Return each line of the records holding the string "Some".

Segment Start: AVAILABLE DATA

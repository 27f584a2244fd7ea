//! End-to-end config resolution: contract + YAML file + CLI overrides.

use std::fs;

use ox_core::contract::{ConfigContract, FieldKind, FieldValue};
use ox_core::overrides::parse_overrides;
use ox_core::resolve::resolve;
use ox_core::{Error, ErrorKind};

fn training_contract() -> ConfigContract {
    ConfigContract::builder()
        .float("lr", 1e-3)
        .int("batch_size", 32)
        .int("epochs", 10)
        .string("model", "resnet18")
        .bool("debug", false)
        .build()
        .unwrap()
}

#[test]
fn test_defaults_file_and_cli_layering() {
    let dir = tempfile::tempdir().unwrap();
    let file = dir.path().join("config.yaml");
    fs::write(&file, "lr: 0.01\nepochs: 5\nmodel: vit\n").unwrap();

    let contract = training_contract();
    let overrides = parse_overrides(&["--lr", "0.1", "--batch-size", "64", "--debug"], &contract).unwrap();
    let config = resolve(&contract, Some(&file), Some(&overrides)).unwrap();

    assert_eq!(config.get("lr"), Some(&FieldValue::Float(0.1)));
    assert_eq!(config.get("batch_size"), Some(&FieldValue::Int(64)));
    assert_eq!(config.get("epochs"), Some(&FieldValue::Int(5)));
    assert_eq!(config.get("model"), Some(&FieldValue::Str("vit".to_string())));
    assert_eq!(config.get("debug"), Some(&FieldValue::Bool(true)));
}

#[test]
fn test_config_json_keeps_contract_order() {
    let config = resolve(&training_contract(), None, None).unwrap();
    let json = config.to_json();
    let keys: Vec<&str> = json.as_object().unwrap().keys().map(String::as_str).collect();
    assert_eq!(keys, vec!["lr", "batch_size", "epochs", "model", "debug"]);
}

#[test]
fn test_file_type_errors_surface_as_validation_errors() {
    let dir = tempfile::tempdir().unwrap();
    let file = dir.path().join("config.yaml");
    fs::write(&file, "lr: fast\ndebug: maybe\n").unwrap();

    let err = resolve(&training_contract(), Some(&file), None).unwrap_err();
    let Error::ValidationError { diagnostics, .. } = err else {
        panic!("expected ValidationError");
    };
    assert_eq!(diagnostics.len(), 2);
    assert_eq!(diagnostics[0].field, "lr");
    assert_eq!(diagnostics[1].field, "debug");
}

#[test]
fn test_top_level_list_is_invalid_input() {
    let dir = tempfile::tempdir().unwrap();
    let file = dir.path().join("config.yaml");
    fs::write(&file, "- lr\n- epochs\n").unwrap();

    let err = resolve(&training_contract(), Some(&file), None).unwrap_err();
    assert_eq!(err.kind(), ErrorKind::InvalidInput);
}

#[test]
fn test_required_field_from_file() {
    let contract = ConfigContract::builder()
        .required("dataset", FieldKind::String)
        .int("epochs", 1)
        .build()
        .unwrap();
    let dir = tempfile::tempdir().unwrap();
    let file = dir.path().join("config.yaml");
    fs::write(&file, "dataset: cifar10\n").unwrap();

    let config = resolve(&contract, Some(&file), None).unwrap();
    assert_eq!(config.get("dataset").and_then(FieldValue::as_str), Some("cifar10"));
}

#[test]
fn test_override_errors_stop_before_resolution() {
    let contract = training_contract();
    let err = parse_overrides(&["--learning-rate", "0.1"], &contract).unwrap_err();
    assert_eq!(err.kind(), ErrorKind::UnknownField);
    assert!(err.to_string().contains("batch_size, debug, epochs, lr, model"));
}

Segment End: AVAILABLE DATA

**FINISHED TASK:**
    let config = resolve(&contract, Some(&file), Some(&overrides)).unwrap();
    assert_eq!(config.get("lr"), Some(&FieldValue::Float(0.1)));
    assert_eq!(config.get("batch_size"), Some(&FieldValue::Int(64)));
    assert_eq!(config.get("epochs"), Some(&FieldValue::Int(5)));
    assert_eq!(config.get("model"), Some(&FieldValue::Str("vit".to_string())));
    assert_eq!(config.get("debug"), Some(&FieldValue::Bool(true)));
    let err = resolve(&training_contract(), Some(&file), None).unwrap_err();
    let err = resolve(&training_contract(), Some(&file), None).unwrap_err();
    let config = resolve(&contract, Some(&file), None).unwrap();
    assert_eq!(config.get("dataset").and_then(FieldValue::as_str), Some("cifar10"));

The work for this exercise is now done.